An unaltered copy of the listing below is required.

== == ==

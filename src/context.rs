//! The Job Context (C4): owns the bump arena and the string interner that
//! every other component borrows from for the lifetime of one link.

use crate::error::Result;
use crate::job::{Job, JobConfig};
use std::cell::RefCell;
use string_interner::{DefaultSymbol, StringInterner};

const ARENA_PAGE_SIZE: usize = 64 * 1024;

/// A bump allocator with page-sized chunks, freed en masse on [`Arena::reset`].
///
/// Only used to hold section byte buffers that need a stable address for the
/// lifetime of the job; most data in this crate is owned directly by `Vec`s
/// and doesn't need the arena at all.
pub struct Arena {
    chunks: RefCell<Vec<Vec<u8>>>,
    cursor: RefCell<usize>,
}

impl Arena {
    fn new() -> Self {
        Arena {
            chunks: RefCell::new(vec![Vec::with_capacity(ARENA_PAGE_SIZE)]),
            cursor: RefCell::new(0),
        }
    }

    /// Copy `bytes` into the arena and return a slice with the arena's
    /// borrow-checked lifetime.
    pub fn alloc_bytes(&self, bytes: &[u8]) -> &[u8] {
        let mut chunks = self.chunks.borrow_mut();
        let needs_new_chunk = {
            let last = chunks.last().unwrap();
            last.capacity() - last.len() < bytes.len()
        };
        if needs_new_chunk {
            let cap = bytes.len().max(ARENA_PAGE_SIZE);
            chunks.push(Vec::with_capacity(cap));
        }
        let chunk = chunks.last_mut().unwrap();
        let start = chunk.len();
        chunk.extend_from_slice(bytes);
        *self.cursor.borrow_mut() += bytes.len();

        // SAFETY: chunks are never reallocated in place (we only push new
        // ones) and never shrunk, so a slice into a chunk's backing storage
        // stays valid until `reset` drops the whole chunk vector. The
        // borrow above has already ended by the time we hand this slice out.
        let ptr = chunk.as_ptr();
        unsafe { std::slice::from_raw_parts(ptr.add(start), bytes.len()) }
    }

    /// Drop all chunks, invalidating every slice previously handed out.
    pub fn reset(&self) {
        self.chunks.borrow_mut().clear();
        self.chunks.borrow_mut().push(Vec::with_capacity(ARENA_PAGE_SIZE));
        *self.cursor.borrow_mut() = 0;
    }
}

/// Owns the arena, the string interner, and the validated job configuration
/// for one link invocation.
pub struct Context {
    arena: Arena,
    interner: RefCell<StringInterner>,
    pub config: JobConfig,
}

impl Context {
    /// Allocate a fresh context for `job`, validating it first.
    pub fn create(job: &Job) -> Result<Self> {
        job.validate()?;
        Ok(Context {
            arena: Arena::new(),
            interner: RefCell::new(StringInterner::default()),
            config: job.config.clone(),
        })
    }

    /// Intern a string, returning a stable, `Copy` handle. Equal content
    /// always yields an equal handle (Testable Property 2).
    pub fn intern(&self, s: &str) -> DefaultSymbol {
        self.interner.borrow_mut().get_or_intern(s)
    }

    /// Resolve a previously interned handle back to its string.
    ///
    /// Panics if `sym` was not produced by this context's `intern` — that
    /// would be an internal programming error, not a data-validation
    /// failure.
    pub fn resolve(&self, sym: DefaultSymbol) -> String {
        self.interner
            .borrow()
            .resolve(sym)
            .expect("symbol handle from a foreign interner")
            .to_string()
    }

    /// Copy `bytes` into the job's arena, returning a slice valid for the
    /// context's lifetime.
    pub fn arena_alloc(&self, bytes: &[u8]) -> &[u8] {
        self.arena.alloc_bytes(bytes)
    }

    /// Reset the arena, invalidating all previously allocated slices.
    pub fn destroy(&self) {
        self.arena.reset();
    }
}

== == ==

ANSWER SECTION:
filename src/context.rs
//! The Job Context (C4): owns the bump arena and the string interner that
//! every other component borrows from for the lifetime of one link.

use crate::error::Result;
use crate::job::{Job, JobConfig};
use std::cell::RefCell;
use string_interner::{DefaultSymbol, StringInterner};

const ARENA_PAGE_SIZE: usize = 64 * 1024;

/// A bump allocator with page-sized chunks, freed en masse on [`Arena::reset`].
///
/// Only used to hold section byte buffers that need a stable address for the
/// lifetime of the job; most data in this crate is owned directly by `Vec`s
/// and doesn't need the arena at all.
pub struct Arena {
    chunks: RefCell<Vec<Vec<u8>>>,
    cursor: RefCell<usize>,
}

impl Arena {
    fn new() -> Self {
        Arena {
            chunks: RefCell::new(vec![Vec::with_capacity(ARENA_PAGE_SIZE)]),
            cursor: RefCell::new(0),
        }
    }

    /// Copy `bytes` into the arena and return a slice with the arena's
    /// borrow-checked lifetime.
    pub fn alloc_bytes(&self, bytes: &[u8]) -> &[u8] {
        let mut chunks = self.chunks.borrow_mut();
        let needs_new_chunk = {
            let last = chunks.last().unwrap();
            last.capacity() - last.len() < bytes.len()
        };
        if needs_new_chunk {
            let cap = bytes.len().max(ARENA_PAGE_SIZE);
            chunks.push(Vec::with_capacity(cap));
        }
        let chunk = chunks.last_mut().unwrap();
        let start = chunk.len();
        chunk.extend_from_slice(bytes);
        *self.cursor.borrow_mut() += bytes.len();

        // SAFETY: chunks are never reallocated in place (we only push new
        // ones) and never shrunk, so a slice into a chunk's backing storage
        // stays valid until `reset` drops the whole chunk vector. The
        // borrow above has already ended by the time we hand this slice out.
        let ptr = chunk.as_ptr();
        unsafe { std::slice::from_raw_parts(ptr.add(start), bytes.len()) }
    }

    /// Drop all chunks, invalidating every slice previously handed out.
    pub fn reset(&self) {
        self.chunks.borrow_mut().clear();
        self.chunks.borrow_mut().push(Vec::with_capacity(ARENA_PAGE_SIZE));
        *self.cursor.borrow_mut() = 0;
    }
}

/// Owns the arena, the string interner, and the validated job configuration
/// for one link invocation.
pub struct Context {
    arena: Arena,
    interner: RefCell<StringInterner>,
    pub config: JobConfig,
}

impl Context {
    /// Allocate a fresh context for `job`, validating it first.
    pub fn create(job: &Job) -> Result<Self> {
        job.validate()?;
        Ok(Context {
            arena: Arena::new(),
            interner: RefCell::new(StringInterner::default()),
            config: job.config.clone(),
        })
    }

    /// Intern a string, returning a stable, `Copy` handle. Equal content
    /// always yields an equal handle (Testable Property 2).
    pub fn intern(&self, s: &str) -> DefaultSymbol {
        self.interner.borrow_mut().get_or_intern(s)
    }

    /// Resolve a previously interned handle back to its string.
    ///
    /// Panics if `sym` was not produced by this context's `intern` — that
    /// would be an internal programming error, not a data-validation
    /// failure.
    pub fn resolve(&self, sym: DefaultSymbol) -> String {
        self.interner
            .borrow()
            .resolve(sym)
            .expect("symbol handle from a foreign interner")
            .to_string()
    }

    /// Copy `bytes` into the job's arena, returning a slice valid for the
    /// context's lifetime.
    pub fn arena_alloc(&self, bytes: &[u8]) -> &[u8] {
        self.arena.alloc_bytes(bytes)
    }

    /// Reset the arena, invalidating all previously allocated slices.
    pub fn destroy(&self) {
        self.arena.reset();
    }
}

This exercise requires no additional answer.